Continuous data are presented as mean ± SD and categorical data as number (percentage). For continuous variables, Student’s t test was performed, and for dichotomous variables, the χ 2 test was used. Linear regression was performed to determine the correlation between continuous variables. Multiple linear regression was used to determine the independent predictors of systolic and diastolic speckle-tracking parameters in preserved and depressed LVEF using factors associated with the presence of heart failure in such patients: presence of CAD, LVEF, LV mass index, and LV pre-A. Interobserver variability was calculated using the same data sets on the same software, using two different echocardiologists at two different times. Intraobserver variability was calculated using the same data sets using the same echocardiologist at two different times, blinded to the patients’ identifying data. A P value < .05 was significant. Analyses were performed with SigmaStat 3.0 (Systat Software, Point Richmond, CA).
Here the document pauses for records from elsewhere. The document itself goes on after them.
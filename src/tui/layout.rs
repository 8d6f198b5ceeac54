//! Mapping between terminal cells and the board's pixel space.
//!
//! A board cell is drawn `2n` columns wide and `n` rows tall, which looks
//! roughly square in a terminal. One pixel is one column wide and half a row
//! tall, so the board's pixel space stays square and the controller's
//! coordinate mapping works unchanged.

use ratatui::layout::Rect;
use strictly_chess::Point;
use tracing::instrument;

/// Logical grid size of the widget (board plus label margin).
const GRID: u16 = 10;

/// Pixels per terminal row.
const PIXELS_PER_ROW: f64 = 2.0;

/// Placement of the board widget on screen.
#[derive(Debug, Clone, Copy, PartialEq, Eq)]
pub struct BoardLayout {
    area: Rect,
    cell_rows: u16,
}

impl BoardLayout {
    /// Fits the largest board into `available`, centered.
    ///
    /// Returns `None` if not even the smallest board fits.
    #[instrument]
    pub fn fit(available: Rect) -> Option<Self> {
        let cell_rows = (available.height / GRID).min(available.width / (2 * GRID));
        if cell_rows == 0 {
            return None;
        }
        let width = cell_rows * 2 * GRID;
        let height = cell_rows * GRID;
        let area = Rect::new(
            available.x + (available.width - width) / 2,
            available.y + (available.height - height) / 2,
            width,
            height,
        );
        Some(Self { area, cell_rows })
    }

    /// Screen area of the widget, margins included.
    pub fn area(&self) -> Rect {
        self.area
    }

    /// Terminal rows per board cell.
    pub fn cell_rows(&self) -> u16 {
        self.cell_rows
    }

    /// Terminal columns per board cell.
    pub fn cell_cols(&self) -> u16 {
        self.cell_rows * 2
    }

    /// Width of the widget in controller pixels.
    pub fn container_width(&self) -> f64 {
        f64::from(self.area.width)
    }

    /// Whether a terminal cell lies inside the widget.
    pub fn contains(&self, column: u16, row: u16) -> bool {
        column >= self.area.x
            && column < self.area.x + self.area.width
            && row >= self.area.y
            && row < self.area.y + self.area.height
    }

    /// Pixel at the center of a terminal cell.
    ///
    /// Cells outside the widget map to pixels outside `0..container_width`.
    pub fn to_pixel(&self, column: u16, row: u16) -> Point {
        let x = f64::from(column) - f64::from(self.area.x) + 0.5;
        let y = (f64::from(row) - f64::from(self.area.y) + 0.5) * PIXELS_PER_ROW;
        Point::new(x, y)
    }

    /// Terminal cell containing a pixel, if it is inside the widget.
    pub fn to_terminal(&self, point: Point) -> Option<(u16, u16)> {
        if !point.x.is_finite() || !point.y.is_finite() || point.x < 0.0 || point.y < 0.0 {
            return None;
        }
        let dx = point.x.floor();
        let dy = (point.y / PIXELS_PER_ROW).floor();
        if dx >= f64::from(self.area.width) || dy >= f64::from(self.area.height) {
            return None;
        }
        Some((self.area.x + dx as u16, self.area.y + dy as u16))
    }

    /// Screen rectangle of a board cell given its pixel origin.
    pub fn cell_rect(&self, origin: Point) -> Option<Rect> {
        let (column, row) = self.to_terminal(origin)?;
        Some(Rect::new(column, row, self.cell_cols(), self.cell_rows).intersection(self.area))
    }
}
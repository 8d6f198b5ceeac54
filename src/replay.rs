//! Non-interactive replay of SAN move lists.

use std::time::Duration;

use anyhow::{Result, bail};
use strictly_chess::{BoardSession, BoardSettings};
use tracing::{info, instrument};

/// Replays `moves` from `fen` through the external move API and returns the
/// game as PGN.
///
/// Both sides are externally driven, so every move goes through
/// `play_move_san` exactly as an engine's would.
///
/// # Errors
///
/// Fails on a malformed starting position or the first move that is refused.
#[instrument(skip(moves), fields(moves = moves.len()))]
pub async fn replay_to_pgn(
    fen: &str,
    moves: &[String],
    white_name: &str,
    black_name: &str,
    max_width: Option<usize>,
) -> Result<String> {
    let settings = BoardSettings::default()
        .with_white_player_human(false)
        .with_black_player_human(false);
    let (session, _events) = BoardSession::new(settings, 0.0, Duration::ZERO);

    session.update(|board| board.start_new_game(fen)).await?;

    for (index, san) in moves.iter().enumerate() {
        let played = session.update(|board| board.try_play_move_san(san)).await;
        if let Err(e) = played {
            bail!("Move {} ({}) refused: {}", index + 1, san, e);
        }
    }

    let pgn = session
        .game_pgn(
            white_name.to_string(),
            black_name.to_string(),
            "\n".to_string(),
            max_width,
        )
        .await;
    info!("Replay finished");
    Ok(pgn)
}

#[cfg(test)]
mod tests {
    use super::*;

    fn sans(moves: &[&str]) -> Vec<String> {
        moves.iter().map(|m| m.to_string()).collect()
    }

    #[tokio::test]
    async fn test_replay_scholars_mate() {
        let moves = sans(&["e4", "e5", "Qh5", "Nc6", "Bc4", "Nf6", "Qxf7#"]);
        let pgn = replay_to_pgn("", &moves, "Alice", "Bob", None).await.unwrap();
        assert!(pgn.contains("[White \"Alice\"]"));
        assert!(pgn.contains("[Result \"1-0\"]"));
        assert!(pgn.ends_with("1. e4 e5 2. Qh5 Nc6 3. Bc4 Nf6 4. Qxf7# 1-0"));
    }

    #[tokio::test]
    async fn test_replay_rejects_illegal_move() {
        let err = replay_to_pgn("", &sans(&["e4", "e4"]), "W", "B", None)
            .await
            .unwrap_err();
        assert!(err.to_string().contains("Move 2 (e4) refused"));
    }

    #[tokio::test]
    async fn test_replay_stops_after_mate() {
        let moves = sans(&["f3", "e5", "g4", "Qh4#", "a3"]);
        assert!(replay_to_pgn("", &moves, "W", "B", None).await.is_err());
    }
}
Of 138 patients referred for cardiac catheterization screened, 40 were excluded for LVEF < 50%, 21 were excluded for nonsinus rhythm, nine were excluded for mitral stenosis or prosthetic mitral valve, and eight in whom the aortic valve was not crossed at catheterization were excluded. Thus, 60 patients with preserved LVEF were studied. The mean age of the population was 55.3 ± 8.9 years, 27 (45%) were women, 53 (88%) had hypertension, 32 (53%) had diabetes, 14 (23%) were current smokers, and 36 (62%) had significant CAD at catheterization. The baseline, echocardiographic, and hemodynamic characteristics of the population are displayed in Table 1 .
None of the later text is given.